Saved entries:
▼▼▼

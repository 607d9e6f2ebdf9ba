// SPDX-FileCopyrightText: 2025 mirage contributors
// SPDX-License-Identifier: GPL-3.0-or-later

//! Host GPU backend abstraction.
//!
//! The buffer layer needs a small slice of a GPU API: host-visible buffers,
//! binary semaphores, fences, command buffers that can copy and inline-update
//! buffers, and a queue to submit them to. [`SoftBackend`] executes all of it
//! on a worker thread; the Vulkan backend maps it onto `ash`.

use std::any::Any;
use std::sync::Arc;
use std::time::Duration;

use bitflags::bitflags;
use thiserror::Error;

use mirage_common::memory::MappedMemory;
use mirage_common::DeviceSize;

pub mod soft_backend;
#[cfg(feature = "vulkan")]
pub mod vulkan_backend;

pub use soft_backend::SoftBackend;
#[cfg(feature = "vulkan")]
pub use vulkan_backend::VulkanBackend;

/// Raw handle of a backend buffer, stable for the buffer's lifetime.
pub type BufferHandle = u64;

/// Errors returned by backend operations.
#[derive(Debug, Error)]
pub enum BackendError {
    #[error("out of device memory allocating {0:#X} bytes")]
    OutOfMemory(DeviceSize),

    #[error("device lost")]
    DeviceLost,

    #[error("submission queue is closed")]
    QueueClosed,

    #[error("command buffer used in the wrong state: {0}")]
    InvalidState(&'static str),

    #[error("object does not belong to the {0} backend")]
    ForeignObject(&'static str),

    #[error("backend initialization failed: {0}")]
    Initialization(String),

    #[error("driver error: {0}")]
    Driver(String),
}

/// Result alias for backend operations.
pub type BackendResult<T> = Result<T, BackendError>;

bitflags! {
    /// Pipeline stages a semaphore wait blocks.
    #[derive(Debug, Clone, Copy, PartialEq, Eq, Hash)]
    pub struct PipelineStage: u32 {
        const TOP_OF_PIPE  = 0x0001;
        const TRANSFER     = 0x1000;
        const ALL_COMMANDS = 0x1_0000;
    }
}

/// A host-visible GPU buffer, persistently mapped.
pub trait HostBuffer: MappedMemory {
    fn handle(&self) -> BufferHandle;
}

/// A binary fence signalled by the queue when a submission completes.
pub trait HostFence: Send + Sync {
    fn handle(&self) -> u64;

    /// Return the fence to the unsignalled state.
    fn reset(&self) -> BackendResult<()>;

    /// Block until signalled. `Ok(false)` means the timeout expired.
    fn wait(&self, timeout: Option<Duration>) -> BackendResult<bool>;

    fn is_signalled(&self) -> BackendResult<bool>;

    fn as_any(&self) -> &dyn Any;
}

/// A binary semaphore used to order submissions on the GPU.
pub trait HostSemaphore: Send + Sync {
    fn handle(&self) -> u64;

    fn as_any(&self) -> &dyn Any;
}

/// A recordable command buffer.
pub trait CommandBuffer: Send {
    fn begin(&mut self) -> BackendResult<()>;
    fn end(&mut self) -> BackendResult<()>;
    fn reset(&mut self) -> BackendResult<()>;

    fn copy_buffer(
        &mut self,
        src: &Arc<dyn HostBuffer>,
        src_offset: DeviceSize,
        dst: &Arc<dyn HostBuffer>,
        dst_offset: DeviceSize,
        size: DeviceSize,
    );

    fn update_buffer(&mut self, dst: &Arc<dyn HostBuffer>, dst_offset: DeviceSize, data: &[u8]);

    fn as_any_mut(&mut self) -> &mut dyn Any;
}

/// Allocator of command buffers. Pools are used from a single thread.
pub trait CommandPool: Send {
    fn allocate(&mut self) -> BackendResult<Box<dyn CommandBuffer>>;
}

/// A semaphore wait attached to a submission.
pub type SemaphoreWait = (Arc<dyn HostSemaphore>, PipelineStage);

/// Trait for GPU backends.
pub trait GpuBackend: Send + Sync {
    fn name(&self) -> &str;

    fn allocate_buffer(&self, size: DeviceSize) -> BackendResult<Arc<dyn HostBuffer>>;

    fn create_fence(&self, signalled: bool) -> BackendResult<Arc<dyn HostFence>>;

    fn create_semaphore(&self) -> BackendResult<Arc<dyn HostSemaphore>>;

    fn create_command_pool(&self) -> BackendResult<Box<dyn CommandPool>>;

    /// Submit a recorded command buffer. Callers serialize submissions.
    fn submit(
        &self,
        command_buffer: &mut dyn CommandBuffer,
        waits: &[SemaphoreWait],
        signals: &[Arc<dyn HostSemaphore>],
        fence: &Arc<dyn HostFence>,
    ) -> BackendResult<()>;
}
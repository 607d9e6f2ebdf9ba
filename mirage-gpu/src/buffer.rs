// SPDX-FileCopyrightText: 2025 mirage contributors
// SPDX-License-Identifier: GPL-3.0-or-later

//! Guest-mirrored GPU buffers.
//!
//! A [`Buffer`] keeps two copies of a guest memory range: the mirror, which
//! aliases guest memory, and the backing, which the GPU reads and writes.
//! Which copy is authoritative is tracked by [`DirtyState`]:
//!
//! - `Clean`: both copies are identical.
//! - `CpuDirty`: the guest wrote through the mirror; the backing is stale.
//! - `GpuDirty`: the GPU wrote the backing; the mirror is stale and paged out.
//!
//! Transitions are driven lazily by page traps on the guest range and by
//! the GPU layer locking and using the buffer. Two locks guard a buffer:
//! the ownership lock ([`Buffer::lock`]), held by whoever is using the
//! buffer, and an internal state lock that serializes every dirty-state
//! transition, including those made from trap handlers.

use std::sync::atomic::{AtomicU32, AtomicU64, Ordering};
use std::sync::Arc;
use std::time::{Duration, Instant};

use parking_lot::{Mutex, MutexGuard};
use thiserror::Error;

use mirage_common::memory::{copy_mapped, MappedMemory, TrapHandle, TrapHandler};
use mirage_common::{DeviceSize, GuestBuffer, GuestMemoryError, GuestSpan, PAGE_SIZE_U64};

use crate::backend::{BackendError, HostBuffer};
use crate::buffer_view::{BufferViewStorage, DelegateId};
use crate::context_lock::{ContextLock, ContextTag};
use crate::fence_cycle::FenceCycle;
use crate::gpu_context::GpuDevice;
use crate::megabuffer::{BufferBinding, MegaBufferAllocation, MegaBufferAllocator};

/// Sequence number every buffer starts with.
pub const INITIAL_SEQUENCE_NUMBER: u64 = 1;

/// Sequence number from which a buffer counts as frequently synced and may
/// be megabuffered without ever having had an inline update.
pub const FREQUENTLY_SYNCED_THRESHOLD: u64 = 6;

/// Views larger than this are never megabuffered (256 KiB).
pub const MEGA_BUFFERING_DISABLE_THRESHOLD: DeviceSize = 256 * 1024;

/// Smallest megabuffer chunk that still fits any megabufferable view at an
/// unaligned offset next to the reserved first page.
pub const MIN_MEGABUFFER_CHUNK_SIZE: DeviceSize =
    MEGA_BUFFERING_DISABLE_THRESHOLD + 2 * PAGE_SIZE_U64;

▲▲▲

### What to produce
Here the output must be the lines above from the line with "use bitflags::bitflags;" to the line with "does not belong", both included, duplicated word for word and nothing else.

### Answer below
use bitflags::bitflags;
use thiserror::Error;

use mirage_common::memory::MappedMemory;
use mirage_common::DeviceSize;

pub mod soft_backend;
#[cfg(feature = "vulkan")]
pub mod vulkan_backend;

pub use soft_backend::SoftBackend;
#[cfg(feature = "vulkan")]
pub use vulkan_backend::VulkanBackend;

/// Raw handle of a backend buffer, stable for the buffer's lifetime.
pub type BufferHandle = u64;

/// Errors returned by backend operations.
#[derive(Debug, Error)]
pub enum BackendError {
    #[error("out of device memory allocating {0:#X} bytes")]
    OutOfMemory(DeviceSize),

    #[error("device lost")]
    DeviceLost,

    #[error("submission queue is closed")]
    QueueClosed,

    #[error("command buffer used in the wrong state: {0}")]
    InvalidState(&'static str),

    #[error("object does not belong to the {0} backend")]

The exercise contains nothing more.